Make a healthy living environment at home and help your partner to be more healthy.
You mentioned that your spouse has stopped exercising, eating well and is drinking too much. All of these actions are common, but not healthy actions individuals tend to partake in when they are in a depressive state. Help your partner out by creating a healthy home. Buy healthy groceries, cook meals at home, try to work out together and do activities in the evening which do not revolve around alcohol or sitting in front of the television. Go for walks, listen to a podcast together, cook together, play Scrabble or whatever it is you two enjoy.
Help your partner by creating small, daily steps for self-improvement.

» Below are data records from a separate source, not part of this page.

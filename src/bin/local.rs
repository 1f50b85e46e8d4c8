//! Shadowline local proxy
//!
//! Listens for SOCKS5 clients and relays every connection to the configured
//! upstream proxy over an encrypted stream.

use anyhow::{Context, Result};
use clap::Parser;
use shadowline::{
    config::{generate_example_config, Config},
    crypto::Method,
    proxy::LocalServer,
};
use tracing::info;
use tracing_subscriber::EnvFilter;

/// Shadowline local SOCKS5 proxy
#[derive(Parser, Debug)]
#[command(name = "shadowline-local")]
#[command(about = "Local SOCKS5 proxy relaying through an encrypted upstream")]
#[command(version)]
struct Args {
    /// Configuration file path
    #[arg(short, long, default_value = "config.toml")]
    config: String,

    /// Print an example configuration and exit
    #[arg(long)]
    generate_config: bool,

    /// List supported cipher methods and exit
    #[arg(long)]
    list_methods: bool,

    /// Upstream server host (overrides config)
    #[arg(short, long)]
    server: Option<String>,

    /// Upstream server port (overrides config)
    #[arg(short, long)]
    port: Option<u16>,

    /// Cipher method (overrides config)
    #[arg(short, long)]
    method: Option<String>,

    /// Password (overrides config)
    #[arg(short = 'k', long)]
    password: Option<String>,

    /// Local SOCKS5 listen address (overrides config)
    #[arg(short, long)]
    listen: Option<String>,

    /// Enable one-time auth
    #[arg(long)]
    ota: bool,

    /// Log level (trace, debug, info, warn, error)
    #[arg(short = 'v', long)]
    log_level: Option<String>,
}

#[tokio::main]
async fn main() -> Result<()> {
    let args = Args::parse();

    if args.generate_config {
        let example = toml::to_string_pretty(&generate_example_config())
            .context("Failed to serialize example config")?;
        print!("{}", example);
        return Ok(());
    }

    if args.list_methods {
        for method in Method::ALL {
            println!("{:<14} key {:>2}  iv {:>2}", method.as_str(), method.key_len(), method.iv_len());
        }
        return Ok(());
    }

    // A missing config file is fine when everything comes from flags
    let mut config = if std::path::Path::new(&args.config).exists() {
        Config::load(&args.config).context("Failed to load config")?
    } else {
        Config::default()
    };
    apply_overrides(&mut config, &args);

    init_logging(&config.logging.level, &config.logging.format)?;

    let session_config = config.session_config().context("Invalid configuration")?;
    info!(
        "Shadowline {} relaying via {}:{} ({}{})",
        shadowline::VERSION,
        session_config.server,
        session_config.server_port,
        session_config.method,
        if session_config.one_time_auth { ", one-time auth" } else { "" }
    );

    let server = LocalServer::bind(&config.local.listen, session_config)
        .await
        .with_context(|| format!("Failed to bind {}", config.local.listen))?;

    server
        .run_until(async {
            if tokio::signal::ctrl_c().await.is_ok() {
                info!("Shutting down...");
            }
        })
        .await;

    Ok(())
}

fn apply_overrides(config: &mut Config, args: &Args) {
    if let Some(server) = &args.server {
        config.server.host = server.clone();
    }
    if let Some(port) = args.port {
        config.server.port = port;
    }
    if let Some(method) = &args.method {
        config.server.method = method.clone();
    }
    if let Some(password) = &args.password {
        config.server.password = password.clone();
    }
    if let Some(listen) = &args.listen {
        config.local.listen = listen.clone();
    }
    if args.ota {
        config.server.one_time_auth = true;
    }
    if let Some(level) = &args.log_level {
        config.logging.level = level.clone();
    }
}

fn init_logging(level: &str, format: &str) -> Result<()> {
    // RUST_LOG wins over the configured level
    let filter = EnvFilter::try_from_default_env()
        .or_else(|_| EnvFilter::try_new(level))
        .with_context(|| format!("Invalid log level: {}", level))?;

    let builder = tracing_subscriber::fmt().with_env_filter(filter);
    match format {
        "json" => builder.json().init(),
        "compact" => builder.compact().init(),
        _ => builder.pretty().init(),
    }
    Ok(())
}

This is an area I fail at regularly because I tend to take over and want to control the entire situation. Doing too much too soon will not help anyone. Help your partner to create three goals for each day, one for their physical well-being, one for their professional goals and one to improve their emotional state.
In the beginning, the goals can be super small, for example, going for a walk, applying for one job a day and eating a healthy dinner. Make sure the goals are attainable and not overwhelming for your partner, and be there to support them through it. Hold them accountable, but do not hover over them, give them some space to breathe. If they are not successful at attaining their goals each day, do not be hard on them. Remember that they are probably being really hard on themselves right now, so they do not need additional hardship from others.
Remember the good times you have shared.
When someone is going through a difficult time it can be so easy to see everything as dark and dreary. It is vital to remember the good times of your relationship. Stop focusing on the negative and remember that your partner is simply going through a bad season. Think of this situation as a season, and seasons change regularly. By understanding that this is a challenge that your relationship is going through and something which could arguably make you much stronger, in the long run, it might be easier to deal with.
Write out your frustrations, so that you do not speak them.
Writing or journaling your thoughts, frustrations, fears, and concerns can be really healthy. Having a mental dump at the end of the day can be exactly what you need in order to have a restful night and also avoid a potentially stressful, negative conversation with your partner. Your partner is not in a place where they can support you right now, so dumping your difficulties on them is not going to do anything helpful for anyone.
Have a safe person to talk to about your issues.
It can be easy to become completely enthralled with your partner’s issues, but you must make sure to take care of yourself. If you let your own self-care slip you will not be of any use to your spouse. You might feel like you simply do not have the time to take care of yourself, but do not undervalue the importance of having someone checking in on you. Letting a friend or trusted family member know what is going on is vital. You will need them and them checking in on you can be a great buoy to stop you from getting completely absorbed in the ocean of your partner’s issues.
Life is complicated. Relationships take a lot of work. Remember that hard work, consistency and honesty typically pay off in the long run, so keep your focus grounded. If our relationship was wonderful and perfect all of the time, it would not be realistic, so let’s not lament that our life is not the best right now. Rather than focusing on your have-not’s, focus on your have’s. Remember to think about three things you are grateful for each and every day because you have oh so much to be grateful for.